EDITORIAL

M'hijo el dotor

Hasta no hace muchos años la educación era por excelencia el vehículo social ascendente. En pueblos y ciudades los que accedían al nivel universitario tenían garantizado futuro laboral y salarial, al tiempo que alcanzaban un estatus social superior. Así, ser maestro era un valor, marcaba la línea entre el que sabía y los que aprendían, y nadie lo discutía. Lo mismo pasaba con el doctor, ingeniero o abogado. Fueron las profesiones fundantes de la sociedad del siglo pasado.
lunes, 15 de junio de 2015 · 12:29

Claro que no siempre, ni todas, eran rosas. Sobre todo en términos salariales. Hubieron muchos años en los que los docentes y los propios médicos estuvieron mal pagos. Todos coincidían sin embargo en la importancia de la salud y la educación y en lo fundamental que significaban buenos profesionales en esas áreas. Sin embargo, no siempre tenían una remuneración acorde a su valía y/o aporte a la sociedad.

Toda esta descripción dejó de lado, ex profeso, un concepto clave en esa elección profesional: la vocación. Somos lo que hacemos. También, cómo lo hacemos. No todos estamos a la altura de algunas profesiones absolutamente necesarias para una sociedad. Y, a veces, no todos valoramos que esas elecciones no tienen necesariamente que ver con expectativas salariales y sí con valores, vocación de servicio, amor al prójimo, en dar sin esperar.

Camilo Etchevarren es el actual intendente del municipio de Dolores. Esta semana me contaba que uno de los mayores problemas problemas que no pudo resolver en su gestión fue el del hospital local. Etchevarren decidió impulsar cambios que no fueron del agrado de la "corporación médica" y eso marcó un derrotero de conflictos que aún no pudo atravesar. Algo similar contaba el jueves 11 Daniel Di Sabatino, intendente de San Vicente, cuando agasajó a los periodistas en su día: "...cada vez resulta más difícil cubrir las guardias por falta de médicos". Esta edición refleja un nuevo capítulo del conflicto entre la CICOP de Esteban Echeverría y el municipio. Se trata de una pelea histórica que pasó por distintos capítulos. Los primeros eran salariales que fueron luego saldados con la equiparación de los sueldos municipales con los provinciales.

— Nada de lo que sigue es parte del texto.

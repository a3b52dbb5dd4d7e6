use std::collections::HashSet;
use std::fs;
use std::path::{Path, PathBuf};

use once_cell::sync::OnceCell;
use serde::{Deserialize, Serialize};
use tracing_subscriber::{EnvFilter, fmt};

use crate::error::{LabError, Result};
use crate::market::Market;

pub const CONFIG_ENV: &str = "ODDSLAB_CONFIG";

const DEFAULT_CONFIG: &str = include_str!("../config/default.toml");

static CONFIG: OnceCell<AppConfig> = OnceCell::new();

#[derive(Debug, Clone, Serialize, Deserialize)]
pub struct AppConfig {
    /// Allowed values of the `League` column. Empty allows every league.
    #[serde(default)]
    pub leagues: Vec<String>,
    /// Exchange commission taken from winnings, as a fraction.
    #[serde(default)]
    pub commission: f64,
    #[serde(default)]
    pub windows: Windows,
    #[serde(default)]
    pub logging: LoggingConfig,
    #[serde(default)]
    pub pages: Vec<PageConfig>,
}

#[derive(Debug, Clone, Copy, Serialize, Deserialize)]
pub struct Windows {
    pub short: usize,
    pub long: usize,
}

impl Default for Windows {
    fn default() -> Self {
        Self { short: 8, long: 40 }
    }
}

#[derive(Debug, Clone, Serialize, Deserialize)]
pub struct LoggingConfig {
    pub level: String,
    pub format: String,
}

impl Default for LoggingConfig {
    fn default() -> Self {
        Self {
            level: "info".to_string(),
            format: "pretty".to_string(),
        }
    }
}

/// One strategy page: every rule on it bets the same market.
#[derive(Debug, Clone, Serialize, Deserialize)]
pub struct PageConfig {
    pub name: String,
    pub market: Market,
    #[serde(default)]
    pub min_odds: Option<f64>,
    #[serde(default)]
    pub max_odds: Option<f64>,
    #[serde(default)]
    pub approval: ApprovalCriteria,
}

impl PageConfig {
    pub fn odds_in_range(&self, odds: f64) -> bool {
        self.min_odds.is_none_or(|min| odds >= min) && self.max_odds.is_none_or(|max| odds <= max)
    }
}

#[derive(Debug, Clone, Copy, Serialize, Deserialize)]
#[serde(default)]
pub struct ApprovalCriteria {
    pub min_profit_short: f64,
    pub min_profit_long: f64,
    pub min_hit_rate_short: f64,
    pub min_hit_rate_long: f64,
    pub min_games: usize,
}

impl Default for ApprovalCriteria {
    fn default() -> Self {
        Self {
            min_profit_short: 0.1,
            min_profit_long: 0.1,
            min_hit_rate_short: 0.5,
            min_hit_rate_long: 0.5,
            min_games: 0,
        }
    }
}

impl AppConfig {
    pub fn bundled() -> Result<Self> {
        Self::from_toml_str(DEFAULT_CONFIG)
    }

    pub fn from_toml_str(raw: &str) -> Result<Self> {
        let config: Self = toml::from_str(raw)?;
        config.validate()?;
        Ok(config)
    }

    pub fn load(path: &Path) -> Result<Self> {
        let raw = fs::read_to_string(path).map_err(|err| LabError::io(path, err))?;
        Self::from_toml_str(&raw)
    }

    /// Explicit path, then `ODDSLAB_CONFIG`, then the bundled defaults.
    pub fn resolve(explicit: Option<&Path>) -> Result<Self> {
        let from_env = std::env::var(CONFIG_ENV).ok().map(PathBuf::from);
        match explicit.map(Path::to_path_buf).or(from_env) {
            Some(path) => Self::load(&path),
            None => Self::bundled(),
        }
    }

    pub fn validate(&self) -> Result<()> {
        if self.windows.short == 0 || self.windows.long == 0 {
            return Err(LabError::Config("windows must be non-zero".to_string()));
        }
        if self.windows.short > self.windows.long {
            return Err(LabError::Config(format!(
                "short window ({}) exceeds long window ({})",
                self.windows.short, self.windows.long
            )));
        }
        if !(0.0..1.0).contains(&self.commission) {
            return Err(LabError::Config(format!(
                "commission must be in [0, 1), got {}",
                self.commission
            )));
        }

        let mut seen = HashSet::new();
        for page in &self.pages {
            if !seen.insert(page.name.as_str()) {
                return Err(LabError::Config(format!("duplicate page {:?}", page.name)));
            }
            if let (Some(min), Some(max)) = (page.min_odds, page.max_odds) {
                if min > max {
                    return Err(LabError::Config(format!(
                        "page {:?}: min_odds {min} > max_odds {max}",
                        page.name
                    )));
                }
            }
            let a = &page.approval;
            let thresholds = [
                a.min_profit_short,
                a.min_profit_long,
                a.min_hit_rate_short,
                a.min_hit_rate_long,
            ];
            if thresholds.iter().any(|t| !t.is_finite()) {
                return Err(LabError::Config(format!(
                    "page {:?}: approval thresholds must be finite",
                    page.name
                )));
            }
        }
        Ok(())
    }

    pub fn page(&self, name: &str) -> Option<&PageConfig> {
        self.pages.iter().find(|p| p.name == name)
    }

    pub fn init_logging(&self, quiet: bool) {
        let filter = if quiet {
            EnvFilter::new("off")
        } else {
            EnvFilter::try_from_default_env().unwrap_or_else(|_| EnvFilter::new(&self.logging.level))
        };

        let builder = fmt().with_env_filter(filter).with_writer(std::io::stderr);
        let _ = match self.logging.format.as_str() {
            "json" => builder.json().try_init(),
            _ => builder.try_init(),
        };
    }
}

/// Installs the process-wide configuration. The first call wins; later calls
/// return the already-installed value.
pub fn install(config: AppConfig) -> &'static AppConfig {
    CONFIG.get_or_init(|| config)
}
pub mod backtest;
pub mod config;
pub mod daily;
pub mod dashboard;
pub mod error;
pub mod export;
pub mod features;
pub mod leagues;
pub mod loader;
pub mod market;
pub mod record;
pub mod report;
pub mod session;
pub mod strategy;
pub mod synthetic;

pub use error::{LabError, Result};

Le siguieron denuncias por falta de insumos y medicamentos, que el municipio respondió publicando en su web el vademécum de todos los medicamentos a disposición en la farmacia municipal. Finalmente, los médicos sindicalizados, denuncian precariedad edilicia a lo que el estado municipal responde con un cronograma de las obras ya realizadas y las por realizar en el marco de un proyecto integral, "que supere los parches permanentes que sufrió el Policlínico en gestiones anteriores", afirman.

Esta edición refleja una denuncia que me dejó perplejo. Autoridades del Policlínico Sofía T. de Santamarina denunciaron penalmente a un médico, jefe de sección, por obstruir intencionalmente con sábanas y sachet de suero los ductos de la calefacción de la terapia intensiva. La denuncia es formal y cuenta con la declaración de numerosos testigos. Leerla da escalofrío.

La recordada obra "M'hijo el dotor" narra un caso de doble moral entre un padre campesino y pobre y su hijo que volvía luego de graduarse como médico en la ciudad. El acceso a una mejor educación le había corrido el vara de los valores familiares y lejos de hacerlo "ascender socialmente" lo había vulgarizado. Florencio Sánchez, su autor, hablaba entonces (1903) de la llegada de una nueva moral...

En 2015, los estudiantes de medicina estudian alrededor de 10 años antes de graduarse. Significa un gran esfuerzo y dedicación personal. Los últimos años se "cursan" en hospitales, y allí los aspirantes residentes se topan con la "realidad real": pacientes y médicos profesionales. Que no pierdan su vocación y la búsqueda del bien común depende en muchos casos de los jefes de servicio con los que se encuentren. Ojalá haya pocos que atenten contra su propio lugar de trabajo, que no demuestran la doble moral que anunciaba el uruguayo Florencio Sánchez, si no con la inmoralidad de un delincuente común.